Fiberglass Reinforced Nylon
This substance is also very lightweight and strong. It is mainly used in the manufacture of textured knife handles. It is a nylon polymer, mixed with glass fiber that can be molded. Ideal as a handle or grip.
G-10 is one of the most popular knife handle materials today, in the man-made category. It is essentially an epoxy-filled woven glass fiber. Plainly speaking, that means that it is tough. Almost untouchable in everyday situations. Temperature changes and chemicals have no effect on it, and it can also be tinted into different colors.
This is a synthetic replacement for rubber, made by Kraton. Kraton material is elastic at its core, and it provides the kind of flexibility and abilities of natural rubber, but – unlike regular rubber – it has resistance to heat, cold, and chemicals, making it a perfect handle for many kinds of knives.
Micarta is the name given to a composite of linen, canvas, or paper that is impregnated with epoxy resin (polymer) and formed into sheets or blocks. Often used in knife handles, it is lightweight, durable and very appealing aesthetically and visually. It is very versatile, and can take on different appearances and textures.

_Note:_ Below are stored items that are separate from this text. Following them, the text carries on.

//! The dictionary facade.
//!
//! [`Dictionary`] owns the trie and is the type external collaborators talk
//! to: it is built once from a sequence of words and then only queried.

mod pages;

use std::path::Path;

use tracing::info;

use crate::data_structures::prefix_search::{LookupRequest, LookupResult, PrefixSearch};
use crate::data_structures::trie_store::TrieStore;
use crate::error::ingest::IngestError;
use crate::ingest::{self, IngestOptions};

pub use pages::{Page, Pages};

/// An in-memory prefix dictionary.
///
/// Lookups borrow the dictionary immutably, so a built dictionary can be
/// shared between threads behind an `Arc` without locking.
#[derive(Debug, Clone, Default)]
pub struct Dictionary {
    trie: TrieStore,
}

impl Dictionary {
    /// Builds a dictionary from a finite, possibly lazy, sequence of words.
    ///
    /// Insertion order does not affect the result.
    pub fn build<I>(words: I) -> Self
    where
        I: IntoIterator,
        I::Item: AsRef<str>,
    {
        Self::from_trie(words.into_iter().collect())
    }

    /// Builds a dictionary from a fallible sequence, stopping at the first error.
    pub fn try_build<I, S, E>(words: I) -> Result<Self, E>
    where
        I: IntoIterator<Item = Result<S, E>>,
        S: AsRef<str>,
    {
        let mut trie = TrieStore::new();
        for word in words {
            trie.insert(word?.as_ref());
        }
        Ok(Self::from_trie(trie))
    }

    /// Streams a one-word-per-line file into a new dictionary.
    pub fn from_path<P: AsRef<Path>>(path: P, options: IngestOptions) -> Result<Self, IngestError> {
        Self::try_build(ingest::read_words(path, options)?)
    }

    fn from_trie(trie: TrieStore) -> Self {
        info!(
            words = trie.len(),
            nodes = trie.node_count(),
            "Loading the dictionary completed"
        );
        Self { trie }
    }

    /// Returns one page of words for `request`.
    ///
    /// See [`PrefixSearch::lookup`] for the exact contract.
    pub fn lookup(&self, request: &LookupRequest) -> LookupResult<Vec<String>> {
        self.search().lookup(request)
    }

    /// Iterates over successive pages of words starting with `prefix`.
    pub fn pages<P: Into<String>>(&self, prefix: P, page_size: usize) -> Pages<'_> {
        Pages::new(self.search(), prefix.into(), page_size)
    }

    /// Returns `true` if exactly `word` is stored.
    pub fn contains(&self, word: &str) -> bool {
        self.trie.contains(word)
    }

    /// Number of distinct words.
    pub fn len(&self) -> usize {
        self.trie.len()
    }

    /// Returns `true` if the dictionary holds no words.
    pub fn is_empty(&self) -> bool {
        self.trie.is_empty()
    }

    /// The underlying trie.
    pub fn trie(&self) -> &TrieStore {
        &self.trie
    }

    fn search(&self) -> PrefixSearch<'_> {
        PrefixSearch::new(&self.trie)
    }
}

impl<S: AsRef<str>> FromIterator<S> for Dictionary {
    fn from_iter<I: IntoIterator<Item = S>>(words: I) -> Self {
        Self::build(words)
    }
}
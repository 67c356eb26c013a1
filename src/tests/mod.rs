//! Crate-level test modules.
//!
//! - Configuration loading and validation
//! - Error types and reporting
//! - Dictionary scenarios, ingestion and shared read access
//! - Property-based checks of the lookup contract using proptest
//! - Shared fixtures and strategies

pub mod dictionary_tests;

// Re-export commonly used testing tools to simplify imports in test modules
pub use test_utils::{
    char_prefixes, expected_page, paginate, unicode_word_strategy,
    vocabulary_strategy, word_strategy, TestFixture,
};
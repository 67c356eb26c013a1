//! Lookup and paging configuration.

use serde::{Deserialize, Serialize};

use super::{ConfigResult, Validate};
use crate::error::config::ConfigError;

/// Default number of words per page in interactive sessions.
pub const DEFAULT_PAGE_SIZE: usize = 3;

/// Default upper bound accepted for `page_size`.
pub const DEFAULT_MAX_PAGE_SIZE: usize = 1000;

/// Paging settings.
#[derive(Debug, Clone, Serialize, Deserialize, PartialEq, Eq)]
pub struct LookupConfig {
    /// Words per page
    pub page_size: usize,

    /// Largest page size accepted from configuration or flags
    pub max_page_size: usize,
}

impl Default for LookupConfig {
    fn default() -> Self {
        Self {
            page_size: DEFAULT_PAGE_SIZE,
            max_page_size: DEFAULT_MAX_PAGE_SIZE,
        }
    }
}

impl Validate for LookupConfig {
    fn validate(&self) -> ConfigResult<()> {
        if self.page_size == 0 {
            return Err(ConfigError::ValidationError(
                "page_size must be greater than 0".to_string(),
            ));
        }
        if self.page_size > self.max_page_size {
            return Err(ConfigError::ValueOutOfRange {
                key: "lookup.page_size".to_string(),
                message: format!(
                    "{} exceeds max_page_size {}",
                    self.page_size, self.max_page_size
                ),
            });
        }
        Ok(())
    }
}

Natural materials such as bone, leather, mother of pearl, and abalone. Some handles are made of wood and stones that are suitable for making handles. Natural material are also very commonly used to one-up a pre-existing handle.
Nishijin Glass Fiber
Harking back to the distinctive patterns of traditional Japanese nishijin woven textiles, this material is very similar to carbon fiber. Strong and rigid.
Peel-Ply Carbon Fiber
This is very similar to regular carbon fiber, but with an extra feature. During the manufacturing process, a textured protective layer is bonded to the handle’s surface. After the production of the handle is finished, the protective layer is peeled off, revealing a non-slip, high-traction texture which works very well as a handle.
This is a well-known material. Stainless steel is essentially a steel containing a minimum of 12% chromium. The chromium helps create a barrier which inhibits corrosion. This is what makes the steel resistant to corrosion, but not 100% immune to rust.
Titanium is used in many kinds of kitchenware. It is one of the most popular non-steel metals around. It is very lightweight, very strong, and very resistant to corrosion.
One of Spyderco’s trademarks, which is used on several of Spyderco’s fiberglass-reinforced-nylon-handled knives. It is a continuous, waffle-like pattern of small squares with central divots. These provide resistance to slipping when gripped.
Spyderco has a wide range of knife handle materials, and their products can be purchased online as well as at the Spyderco outlet store in Colorado. Occasionally, there is a release one an older or discontinued model as a limited-edition Sprint Run. In Sprint Runs, a different handle material and treatment is sometimes used.
A fun thing about knife handles is that they are something which is also DIY-able. Not everyone has a way to forge a knife, but certain materials are acquirable. There is nothing quite like fashioning your own knife handle, or embellishing on an existing one.